Kracht en precisie

Heb je er ooit aan gedacht om je handen en onderarm spieren te gaan trainen als je last van je schouders hebt?

Voor sterke en soepele schouders heb je een sterk centrum nodig. Zodat je schoudergordel kan rusten op de ribben. En via spieren en bindweefsel kan hangen aan nek en schedel. Dat spaart energie en voorkomt te veel inspanning. Dat maakt het mogelijk om je armen en handen vrij in de ruimte te bewegen zonder dat je je evenwicht verliest of spanning in nek en rug creëert.

Wat de schouders ook nodig hebben zijn sterke onderarm en hand spieren. Je lichaam werkt altijd als één geheel. Je handen en onderarmen zijn onderdeel van een keten. En een ketting is zo sterk als de zwakste schakel. Van een ketting kun je nog zeggen dan maar een schakeltje minder. Onze handen en onderarmen kunnen we niet missen. We hebben ze dagelijks nodig bij ontelbare dingen. En dat krijgen we over het algemeen ook voor elkaar. Al doen we het niet persé op de beste manier.

Je handen zijn bedoeld voor precisie werk maar kunnen ook zware lasten tillen. De kleine spiertjes voor precisie werk bevinden zich in je handen zelf. De spieren die je handen in beweging zetten en lasten kunnen dragen bevinden zich in je onderarmen. Als onze hand en onderarm spieren niet sterk genoeg zijn kunnen we compenseren in de schouders voor gebrek aan kracht in de onderarmen.

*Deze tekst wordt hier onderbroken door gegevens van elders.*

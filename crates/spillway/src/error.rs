//! Error types for spillway workflows.

use snafu::prelude::*;

pub use sluice_core::error::{ConfigError, StorageError, WarehouseError};

/// Errors from waiting on the source object.
#[derive(Debug, Snafu)]
#[snafu(visibility(pub))]
pub enum GateError {
    /// The object did not appear before the deadline.
    #[snafu(display("{object} did not appear within {waited_secs}s"))]
    Timeout { object: String, waited_secs: u64 },

    /// Shutdown was requested while waiting.
    #[snafu(display("Stopped waiting for {object}: shutdown requested"))]
    #[snafu(context(name(GateCancelledSnafu)))]
    Cancelled { object: String },

    /// The existence check itself failed.
    #[snafu(display("Failed to check {object}: {source}"))]
    Check { object: String, source: StorageError },
}

impl GateError {
    /// Only a failed storage check is worth another attempt. A timeout has
    /// already waited the full budget.
    pub fn is_retryable(&self) -> bool {
        matches!(self, GateError::Check { .. })
    }
}

/// Errors from turning discovered categories into jobs.
#[derive(Debug, Snafu)]
#[snafu(visibility(pub))]
pub enum PlanError {
    /// Distinct category values map to the same identifier.
    #[snafu(display("Category values collide after sanitizing: {}", groups.join("; ")))]
    Collision { groups: Vec<String> },

    /// A configured column name cannot be used as an identifier.
    #[snafu(display("Invalid column in job template: {source}"))]
    InvalidColumn { source: WarehouseError },

    /// A derived table or view name is not a valid table name.
    #[snafu(display("Invalid derived name for category {category:?}: {source}"))]
    InvalidName {
        category: String,
        source: WarehouseError,
    },
}

/// Errors that end a workflow run.
#[derive(Debug, Snafu)]
#[snafu(visibility(pub))]
pub enum WorkflowError {
    /// The source location could not be set up.
    #[snafu(display("Failed to open source {url}: {source}"))]
    Source { url: String, source: StorageError },

    /// The warehouse client could not be created.
    #[snafu(display("Failed to connect to the warehouse: {source}"))]
    Connect { source: WarehouseError },

    /// The source object never became available.
    #[snafu(display("Waiting for the source failed: {source}"))]
    Gate { source: GateError },

    /// Loading the staging table failed.
    #[snafu(display("Loading the staging table failed: {source}"))]
    Load { source: WarehouseError },

    /// Listing distinct categories failed.
    #[snafu(display("Category discovery failed: {source}"))]
    Discover { source: WarehouseError },

    /// Category jobs could not be planned.
    #[snafu(display("Planning category jobs failed: {source}"))]
    Plan { source: PlanError },

    /// One or more category jobs failed after retries.
    #[snafu(display("{} of {total} category job(s) failed: {}", failed.len(), failed.join(", ")))]
    JobsFailed { failed: Vec<String>, total: usize },

    /// Shutdown was requested before the run finished.
    #[snafu(display("Workflow cancelled during {step}"))]
    Cancelled { step: &'static str },
}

Goede oefeningen voor je handen en onderarmen zijn:

  • knijpen in een zachte bal – 10 x
  • buigen van de polsen met een zandbal in de handen* – 10 x
    • bovenarm stabiliseren door je elleboog op tafel of op je knie te plaatsen
    • handpalmen naar je toe
    • bal in de handen en de handen richting je bovenarm bewegen – beweging vindt plaats in de polsgewrichten
    • spieren aan de binnenzijde van de onderarm zijn actief (aan de kant van de pink)
    • 10 x
  • strekken van de polsen met een zandbal in de handen* – 10 x
    • bovenarm stabiliseren door je elleboog op tafel of op je knie te plaatsen
    • handpalmen van je af
    • bal in de handen en de polsen van een gebogen positie naar een neutrale positie brengen – beweging vindt plaats in de polsgewrichten
    • spieren aan de buitenzijde van de onderarm zijn actief (aan de kant van de duim)
  • supinatie en pronatie van de onderarm met een zandbal in de handen* – 10 x elke hand
    • bovenarm stabiliseren door je elleboog op tafel of op je knie te plaatsen
      supinatie is het openen van de onderarm – palm draait naar boven
    • pronatie het draaien van de onderarm – palm draait naar beneden
    • de duimzijde van de onderarm draait over de pinkzijde van de onderarm. De ellepijp aan de pinkzijde is stabiel – beweging vindt plaats in het ellebooggewricht
  • ellebogen strekken in combinatie met rotatie in het schoudergewricht – 10 x
    • begin met beide ellebogen gebogen, handpalmen naar boven, zandballen in de handen*
    • terwijl je de hele arm stekt draait gelijktijdig de palm naar beneden – – beweging vindt plaats in het ellebooggewricht en het schoudergewricht
    • nog een keer maar nu starten met de handpalmen naar beneden. Als de arm gestrekt is zijn de palmen naar beneden gedraaid

*gewicht zandbal aanpassen aan de mogelijkheden van het moment

Oefen een tijdje de spieren in je handen en onderarmen en je krijgt voortaan elke pot open.